Cisco, CDW Execs: Tech Consolidation Spurs Cybersecurity Platform Opportunity
‘Probably the number one thing we’re seeing right now is a request for technology rationalization… It’s creating, I think, a great opportunity for the [security] platform play,’ says Cisco Partner CDW.
Cisco Channel Chief Oliver Tuszik
Businesses are pairing down their IT environments to prioritize key vendors in an effort to battle unnecessary complexity and work with the resources they have. Cisco System’s aggressive cybersecurity platform push lines up with the tech consolidation trend that partners are seeing in the market, according to Cisco executives.
Macroeconomic pressures are causing customers to scrutinize their tech investments a little more closely, said Stephanie Hagopian, vice president of Physical and Cybersecurity Solutions for Cisco Gold Partner CDW.
“Probably the number one thing we’re seeing right now is a request for technology rationalization,” Hagopian said.
That includes a consolidation of security tools, she added.
“[Customers] are taking a little longer to evaluate solutions [and] really asking us to help them from the tech rationalization perspective,” she said. “It’s creating, I think, a great opportunity for the [security] platform play.”
Small businesses typically run up to six different tools to manage their security environments. Their enterprise counterparts run more than 50 different tools from at least 20 different vendors, said Cisco Channel Chief Oliver Tuszik.
“For me, it’s still a shocking surprise that most of our customers have a huge amount of different security tools … that’s one of the key security complexity drivers,” he said.
San Jose, Calif.-based Cisco’s recent Security Readiness Survey found that 15 percent of organizations globally are at a “mature” level of being prepared for a cyber incident. That leaves 85 of all other organizations not prepared what is happening in the market, Tuszik said. The findings illustrate why deploying best-of-breed, point security products, isn’t working, he added.
“That is why our partner ecosystem, together with Cisco, is in such an important role right now. What customers are looking for is less about the best security solutions any longer. It’s about bringing an end-to-end coverage model that helps them to manage the complexity,” he said.
CDW is seeing its clients lean more towards their familiar vendors, Hagopian said. “[They are looking at] the solutions that they already have a footprint with and where they can just kind of organically expand on those footprints, rather than reinvent the wheel and find the best of breed, point solution, because that just adds to the complexity,” she said.
Cisco’s research found that about 75 percent of organizations are pursuing some level of security vendor consolidation, said Emma Carpenter, global security sales leader for Cisco.
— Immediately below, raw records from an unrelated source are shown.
//! Error types for gxr
//!
//! All modules use `GxrResult<T>` as their return type.

use std::path::PathBuf;
use thiserror::Error;

/// Result type alias for gxr operations
pub type GxrResult<T> = Result<T, GxrError>;

/// All errors that can occur in gxr
#[derive(Error, Debug)]
pub enum GxrError {
    // Configuration errors
    #[error("Invalid configuration at {path}: {reason}")]
    ConfigInvalid { path: PathBuf, reason: String },

    #[error("Failed to create config directory {path}: {source}")]
    ConfigDirCreate {
        path: PathBuf,
        #[source]
        source: std::io::Error,
    },

    #[error("Could not determine home directory")]
    HomeDirNotFound,

    // Registry errors
    #[error("Repository not found: {0}")]
    RepoNotFound(String),

    #[error("Repository already exists: {0}")]
    RepoExists(String),

    // Resolution cache errors
    #[error("Resolution cache {path} is corrupt: {source}")]
    CacheCorrupt {
        path: PathBuf,
        #[source]
        source: serde_json::Error,
    },

    // Storage network errors
    #[error("Invalid multiaddr '{addr}': {reason}")]
    InvalidMultiaddr { addr: String, reason: String },

    #[error("HTTP request to {url} failed: {source}")]
    Http {
        url: String,
        #[source]
        source: Box<ureq::Error>,
    },

    #[error("IPFS API error ({status}): {message}")]
    Api { status: u16, message: String },

    // IO errors
    #[error("IO error: {context}")]
    Io {
        context: String,
        #[source]
        source: std::io::Error,
    },

    // Serialization errors
    #[error("JSON error: {0}")]
    Json(#[from] serde_json::Error),

    #[error("TOML serialize error: {0}")]
    TomlSerialize(#[from] toml::ser::Error),

    // General errors
    #[error("Internal error: {0}")]
    Internal(String),

    #[error("{0}")]
    User(String),
}

impl GxrError {
    /// Create an IO error with context
    pub fn io(context: impl Into<String>, source: std::io::Error) -> Self {
        Self::Io {
            context: context.into(),
            source,
        }
    }

    /// Create an HTTP transport error for a request URL
    pub fn http(url: impl Into<String>, source: ureq::Error) -> Self {
        Self::Http {
            url: url.into(),
            source: Box::new(source),
        }
    }

    /// Create a multiaddr parse error
    pub fn multiaddr(addr: impl Into<String>, reason: impl Into<String>) -> Self {
        Self::InvalidMultiaddr {
            addr: addr.into(),
            reason: reason.into(),
        }
    }

    /// Get actionable hint for the error
    pub fn hint(&self) -> Option<&'static str> {
        match self {
            Self::CacheCorrupt { .. } => Some("Run: gxr cache clear"),
            Self::RepoNotFound(_) => Some("Run: gxr repo ls"),
            Self::RepoExists(_) => Some("Remove it first with: gxr repo rm <name>"),
            Self::Http { .. } => {
                Some("Is the IPFS daemon running? Set IPFS_API to point at a reachable node")
            }
            _ => None,
        }
    }
}
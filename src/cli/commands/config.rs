//! Config command - show configuration

use crate::cli::args::{ConfigAction, ConfigArgs};
use crate::config::{Config, ConfigManager};
use crate::error::GxrResult;

/// Execute the config command
pub fn execute(args: ConfigArgs, config: &Config, manager: &ConfigManager) -> GxrResult<()> {
    match args.action {
        None | Some(ConfigAction::Show) => println!("{}", toml::to_string_pretty(config)?),
        Some(ConfigAction::Path) => println!("{}", manager.path().display()),
    }
    Ok(())
}
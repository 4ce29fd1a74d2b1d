//! Spinners and progress bars with a plain fallback

use super::context::UiContext;
use console::style;
use indicatif::{ProgressBar, ProgressStyle};

/// Spinner for a single network operation
pub struct TaskSpinner {
    spinner: Option<cliclack::ProgressBar>,
    interactive: bool,
}

impl TaskSpinner {
    pub fn new(ctx: &UiContext) -> Self {
        Self {
            spinner: None,
            interactive: ctx.use_fancy_output(),
        }
    }

    /// Start spinning; plain mode prints the message once
    pub fn start(&mut self, message: &str) {
        if self.interactive {
            let spinner = cliclack::spinner();
            spinner.start(message);
            self.spinner = Some(spinner);
        } else {
            println!("{} {}", style("...").dim(), message);
        }
    }

    /// Stop with success message
    pub fn stop(&mut self, message: &str) {
        match self.spinner.take() {
            Some(spinner) => spinner.stop(message),
            None => println!("{} {}", style("[OK]").green(), message),
        }
    }

    /// Stop with error message
    pub fn stop_error(&mut self, message: &str) {
        match self.spinner.take() {
            Some(spinner) => spinner.error(message),
            None => println!("{} {}", style("[FAIL]").red(), message),
        }
    }
}

/// Per-repository progress for `repo query`
///
/// Draws nothing outside interactive terminals.
pub struct QueryProgress {
    bar: Option<ProgressBar>,
}

impl QueryProgress {
    pub fn new(ctx: &UiContext, total: usize, package: &str) -> Self {
        let bar = ctx.use_fancy_output().then(|| {
            let bar = ProgressBar::new(total as u64);
            let style = ProgressStyle::default_bar()
                .template("  {spinner:.cyan} Searching for {prefix}  {bar:20.cyan/dim} {pos}/{len} {msg:.dim}")
                .unwrap_or_else(|_| ProgressStyle::default_bar())
                .tick_chars("⠋⠙⠹⠸⠼⠴⠦⠧⠇⠏ ")
                .progress_chars("━╸─");
            bar.set_style(style);
            bar.set_prefix(package.to_string());
            bar.enable_steady_tick(std::time::Duration::from_millis(120));
            bar
        });
        Self { bar }
    }

    /// Record that a repository has been fetched
    pub fn fetched(&self, repo: &str) {
        if let Some(ref bar) = self.bar {
            bar.set_message(repo.to_string());
            bar.inc(1);
        }
    }

    /// Finish and clear the bar
    pub fn finish(&self) {
        if let Some(ref bar) = self.bar {
            bar.disable_steady_tick();
            bar.finish_and_clear();
        }
    }
}
//! Multiaddr to `host:port` conversion
//!
//! Only the TCP forms an IPFS node writes to its `api` file are supported:
//! `/ip4/<addr>/tcp/<port>`, `/ip6/<addr>/tcp/<port>` and the `/dns*`
//! variants, optionally followed by `/http`.

use crate::error::{GxrError, GxrResult};
use std::net::{Ipv4Addr, Ipv6Addr};

/// Convert a multiaddr into a `host:port` string usable in an HTTP URL
pub fn multiaddr_to_host(addr: &str) -> GxrResult<String> {
    let rest = addr
        .strip_prefix('/')
        .ok_or_else(|| GxrError::multiaddr(addr, "must start with '/'"))?;

    let parts: Vec<&str> = rest.split('/').collect();
    let parts = match parts.as_slice() {
        [head @ .., "http"] => head,
        all => all,
    };

    let [proto, host, transport, port] = parts else {
        return Err(GxrError::multiaddr(
            addr,
            "expected /<ip4|ip6|dns>/<host>/tcp/<port>",
        ));
    };

    if *transport != "tcp" {
        return Err(GxrError::multiaddr(
            addr,
            format!("unsupported transport '{}'", transport),
        ));
    }

    let port: u16 = port
        .parse()
        .map_err(|_| GxrError::multiaddr(addr, format!("invalid port '{}'", port)))?;
    if port == 0 {
        return Err(GxrError::multiaddr(addr, "port 0 is not dialable"));
    }

    let host = match *proto {
        "ip4" => {
            host.parse::<Ipv4Addr>()
                .map_err(|_| GxrError::multiaddr(addr, format!("invalid IPv4 address '{}'", host)))?;
            host.to_string()
        }
        "ip6" => {
            host.parse::<Ipv6Addr>()
                .map_err(|_| GxrError::multiaddr(addr, format!("invalid IPv6 address '{}'", host)))?;
            format!("[{}]", host)
        }
        "dns" | "dns4" | "dns6" => {
            if host.is_empty() {
                return Err(GxrError::multiaddr(addr, "empty DNS name"));
            }
            host.to_string()
        }
        other => {
            return Err(GxrError::multiaddr(
                addr,
                format!("unsupported protocol '{}'", other),
            ))
        }
    };

    Ok(format!("{}:{}", host, port))
}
“There are hundreds, if not multiple hundreds of security vendors that provide that niche, point solution out there. But who ties it all together [from] managing the SOC and out into the network environment? That’s Cisco,” she said.
The longtime networking market leader wants to be known for its cybersecurity chops in the eyes of partners and end customers, too. But to that end, Cisco has had to revamp and consolidation down its security business unit, internal processes and investment plans to make the shift.
The Cisco Security Cloud platform, introduced in June 2022, is the company’s unified, open-standards-based platform for security across hybrid and multi-cloud environments. Cisco has been working on the platform for the last year and incorporating its point security products into the platform while also expanding its security portfolio via acquisitions, including cloud security player Lightspin, which Cisco revealed plans to acquire in March.
Cisco has also consolidated its security specialist teams to make it easier for partners to work with Cisco and understand the portfolio, according to Carpenter. The company a few months ago had 12 different specialist teams for security alone for about 400 different product sets. Carpenter and her team have boiled that down to one team in Cisco’s three geographies.
“We’re simplifying our sales teams first, we’re simplifying our approach to how we bring a number of these solutions together and we will be continuing to do that as we move forward and as we look to ensure it’s much easier for our customers and partners,” Carpenter told CRN.